When you focus in on the clients that you serve and not pay attention to your competitors, something really wonderful happens. You start to run your business from a standpoint of abundance, not scarcity. You begin to realize that there really is so much opportunity for everyone, you included, to succeed in business. And when that occurs, you then don’t stress out or worry about what your competitors are doing, because you are so focused on you, your work, and how you can truly help your clients.
Ironically, when you shift your attitude about competition, your competitors can become one of your biggest sources for referrals. What you do well is most likely what they don’t do. Once you understand this, you will eliminate your competition.
One of the things you can do to get an even more clear understanding of your strengths and weaknesses as a business is a SWOT analysis. A SWOT analysis is a strategic planning tool that helps a business owner identify his or her own strengths and weaknesses, as well as any opportunities and threats that may exist.
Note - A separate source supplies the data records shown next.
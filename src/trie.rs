//! The flat trie and its query operations.
//!
//! A `Trie` is an immutable, contiguous array of [`Node`] records produced
//! by [`TrieBuilder::build`](crate::builder::TrieBuilder::build). All
//! query operations take `&self`, perform no allocation, and are safe to
//! call concurrently from any number of readers.

use alloc::vec::Vec;
use core::cmp::Ordering;

use crate::node::{Node, NodeId, INVALID};

/// Sibling-group size at which lookup switches from an early-exit linear
/// scan to binary search. Both strategies rely on the group being sorted
/// by token.
pub const BINARY_SEARCH_THRESHOLD: usize = 8;

/// Summary counters over a linearized trie, for diagnostics and tooling.
#[derive(Debug, Clone, Copy, PartialEq, Eq, Default)]
pub struct TrieStats {
    /// Total node count.
    pub nodes: usize,
    /// Number of sibling groups.
    pub groups: usize,
    /// Nodes without children.
    pub leaves: usize,
    /// Payload-bearing nodes (registered sequences).
    pub payloads: usize,
    /// Size of the widest sibling group.
    pub max_group_len: usize,
    /// Deepest level (0 for a trie of single-symbol sequences).
    pub max_level: u32,
}

/// A linearized trie over tokens `T` with payloads `P`.
///
/// # Example
///
/// ```
/// use lextrie::TrieBuilder;
///
/// let mut builder = TrieBuilder::new();
/// builder.insert_str("<", 1u32).unwrap();
/// builder.insert_str("<=", 2).unwrap();
/// builder.insert_str("<<", 3).unwrap();
/// builder.insert_str("<<=", 4).unwrap();
/// let trie = builder.build();
///
/// assert_eq!(trie.payload_of_str("<<="), Some(4));
/// assert_eq!(trie.payload_of_str("<<<"), None);
///
/// // Maximal munch over a scan position: "<<" is the longest
/// // registered prefix of "<<a".
/// assert_eq!(trie.longest_match_str("<<a"), Some((2, 3)));
/// ```
#[derive(Debug, Clone, PartialEq, Eq)]
pub struct Trie<T, P> {
    nodes: Vec<Node<T, P>>,
}

impl<T: Copy + Ord, P: Copy> Trie<T, P> {
    /// Wrap an existing node array.
    ///
    /// The array must be well-formed, i.e. produced by
    /// [`TrieBuilder::build`](crate::builder::TrieBuilder::build) or
    /// reconstituted unchanged from [`into_nodes`](Self::into_nodes).
    pub fn from_nodes(nodes: Vec<Node<T, P>>) -> Self {
        debug_assert!(nodes
            .iter()
            .all(|n| (n.group_start + n.group_len) as usize <= nodes.len()));
        debug_assert!(nodes
            .iter()
            .all(|n| n.first_child == INVALID || (n.first_child as usize) < nodes.len()));
        Self { nodes }
    }

    /// Unwrap into the underlying node array, e.g. for serialization.
    pub fn into_nodes(self) -> Vec<Node<T, P>> {
        self.nodes
    }

    /// The underlying node array.
    pub fn nodes(&self) -> &[Node<T, P>] {
        &self.nodes
    }

    /// Total node count.
    pub fn len(&self) -> usize {
        self.nodes.len()
    }

    /// Whether the trie contains no nodes.
    pub fn is_empty(&self) -> bool {
        self.nodes.is_empty()
    }

    /// The node addressed by `id`.
    ///
    /// # Panics
    ///
    /// Panics if `id` is out of bounds for this trie.
    pub fn node(&self, id: NodeId) -> &Node<T, P> {
        &self.nodes[id.index()]
    }

    /// Find the child of `current` matching `token`.
    ///
    /// `None` as the current position means "not started": the root
    /// sibling group is searched. Returns the matching node's ID, or
    /// `None` when the group holds no such token (an ordinary outcome,
    /// not an error) or when `current` is a leaf.
    pub fn find_next(&self, current: Option<NodeId>, token: T) -> Option<NodeId> {
        let (start, len) = match current {
            None => {
                let root = self.nodes.first()?;
                (root.group_start as usize, root.group_len as usize)
            }
            Some(id) => {
                let node = &self.nodes[id.index()];
                if node.first_child == INVALID {
                    return None;
                }
                let first = node.first_child as usize;
                (first, self.nodes[first].group_len as usize)
            }
        };
        self.search_group(start, len, token)
    }

    /// Search one sibling group for `token`; shared by both strategies.
    fn search_group(&self, start: usize, len: usize, token: T) -> Option<NodeId> {
        let group = &self.nodes[start..start + len];
        if len >= BINARY_SEARCH_THRESHOLD {
            let pos = group.binary_search_by(|n| n.token.cmp(&token)).ok()?;
            Some(NodeId::new(start + pos))
        } else {
            for (offset, node) in group.iter().enumerate() {
                match node.token.cmp(&token) {
                    Ordering::Equal => return Some(NodeId::new(start + offset)),
                    // Sorted group: nothing beyond this point can match.
                    Ordering::Greater => return None,
                    Ordering::Less => {}
                }
            }
            None
        }
    }

    /// Walk `sequence` from the root, returning the node reached by
    /// consuming every token.
    ///
    /// Returns `None` for an empty sequence or at the first token with no
    /// matching child (no further tokens are consumed). This performs no
    /// backtracking; use [`longest_match`](Self::longest_match) for
    /// maximal-munch scanning.
    pub fn traverse(&self, sequence: &[T]) -> Option<NodeId> {
        if sequence.is_empty() {
            return None;
        }
        let mut current = None;
        for &token in sequence {
            current = Some(self.find_next(current, token)?);
        }
        current
    }

    /// Payload registered for exactly `sequence`, if any.
    pub fn payload_of(&self, sequence: &[T]) -> Option<P> {
        self.traverse(sequence)
            .and_then(|id| self.nodes[id.index()].payload)
    }

    /// Longest registered prefix of `input` (maximal munch).
    ///
    /// Walks `input` greedily, remembering the deepest payload-bearing
    /// node passed, and returns the number of tokens that prefix spans
    /// plus its payload. A scanner resumes at `&input[len..]`.
    pub fn longest_match(&self, input: &[T]) -> Option<(usize, P)> {
        let mut current = None;
        let mut best = None;
        for (walked, &token) in input.iter().enumerate() {
            let Some(next) = self.find_next(current, token) else {
                break;
            };
            if let Some(payload) = self.nodes[next.index()].payload {
                best = Some((walked + 1, payload));
            }
            current = Some(next);
        }
        best
    }

    /// Visit the tokens on the path from `start` back to the root.
    ///
    /// Tokens are produced in reverse order (deepest first); collect and
    /// reverse for the forward sequence, or use
    /// [`sequence_of`](Self::sequence_of).
    ///
    /// # Panics
    ///
    /// Panics if `start` is out of bounds for this trie.
    pub fn backtrace<F>(&self, start: NodeId, mut visit: F)
    where
        F: FnMut(T),
    {
        let mut current = Some(start);
        while let Some(id) = current {
            let node = &self.nodes[id.index()];
            visit(node.token);
            current = node.parent();
        }
    }

    /// The full token sequence leading to `node`, in forward order.
    pub fn sequence_of(&self, node: NodeId) -> Vec<T> {
        let mut tokens = Vec::new();
        self.backtrace(node, |t| tokens.push(t));
        tokens.reverse();
        tokens
    }

    /// Compute summary counters in one read-only pass.
    pub fn stats(&self) -> TrieStats {
        let mut stats = TrieStats {
            nodes: self.nodes.len(),
            ..TrieStats::default()
        };
        for (i, node) in self.nodes.iter().enumerate() {
            if i == node.group_start as usize {
                stats.groups += 1;
                stats.max_group_len = stats.max_group_len.max(node.group_len as usize);
            }
            if node.first_child == INVALID {
                stats.leaves += 1;
            }
            if node.payload.is_some() {
                stats.payloads += 1;
            }
            stats.max_level = stats.max_level.max(node.level);
        }
        stats
    }
}

impl<P: Copy> Trie<char, P> {
    /// [`traverse`](Self::traverse) over a string slice.
    pub fn traverse_str(&self, sequence: &str) -> Option<NodeId> {
        if sequence.is_empty() {
            return None;
        }
        let mut current = None;
        for c in sequence.chars() {
            current = Some(self.find_next(current, c)?);
        }
        current
    }

    /// Payload registered for exactly `sequence`, if any.
    pub fn payload_of_str(&self, sequence: &str) -> Option<P> {
        self.traverse_str(sequence)
            .and_then(|id| self.nodes[id.index()].payload)
    }

    /// Longest registered prefix of `input`, scanning the string slice
    /// directly with no allocation.
    ///
    /// Returns the matched length in *bytes*, so a scanner can resume at
    /// `&input[len..]`.
    pub fn longest_match_str(&self, input: &str) -> Option<(usize, P)> {
        let mut current = None;
        let mut best = None;
        let mut walked = 0;
        for c in input.chars() {
            let Some(next) = self.find_next(current, c) else {
                break;
            };
            walked += c.len_utf8();
            if let Some(payload) = self.nodes[next.index()].payload {
                best = Some((walked, payload));
            }
            current = Some(next);
        }
        best
    }
}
It is done as part of your marketing plan and can uncover a lot of unanswered questions about your business.
There are a series of questions you can go through with each of the sections of the SWOT analysis. As you go through these questions, focus on what is relevant and current for your photography business right now.
For this section, think about the aspects about you and your photography business that will help you achieve your goals. Questions to consider are:
-What do you do well?
-What expertise or special knowledge do you have?
-What experience do you have?
-What do you do better than your competitors?
-Where are you the most profitable in your business?
For this section, think about the aspects about you and your photography business that could hurt you with achieving your goals. Questions to consider are:
-In what areas do you need to improve or need help with?
-What parts of your business are not profitable?
-What resources are you lacking?
-Where do you need further experience or education?
-What costs you time or money?
For this section, think about external conditions that will help you achieve your goals. Questions to consider are:
-How can you do more for your existing clients?
-Are there new target audiences that you would like to reach?
-What are your business goals that you are working towards?
-What kind of technology can you use to enhance your business?
-What types of products and services can provide even more opportunity for your business?
For this section, think about external conditions that could hurt your business’s performance. Questions to consider are:
-What are the strengths of your biggest competitors?
-What are your competitors doing that you are not?
-What are the obstacles that you are facing?
-What are the trends in the photography industry?
By doing a thorough SWOT Analysis, you will have a better understanding of your strengths, weaknesses, opportunities, and threats that are related to your business and will be able to take steps towards improving your marketing and client experience to stand out from your competitors. Competition will become something that you no longer cringe at, but can learn from and embrace.
We also talk more about Competition in the Marketplace in 17hats Motivation Monday series. Check out the video below!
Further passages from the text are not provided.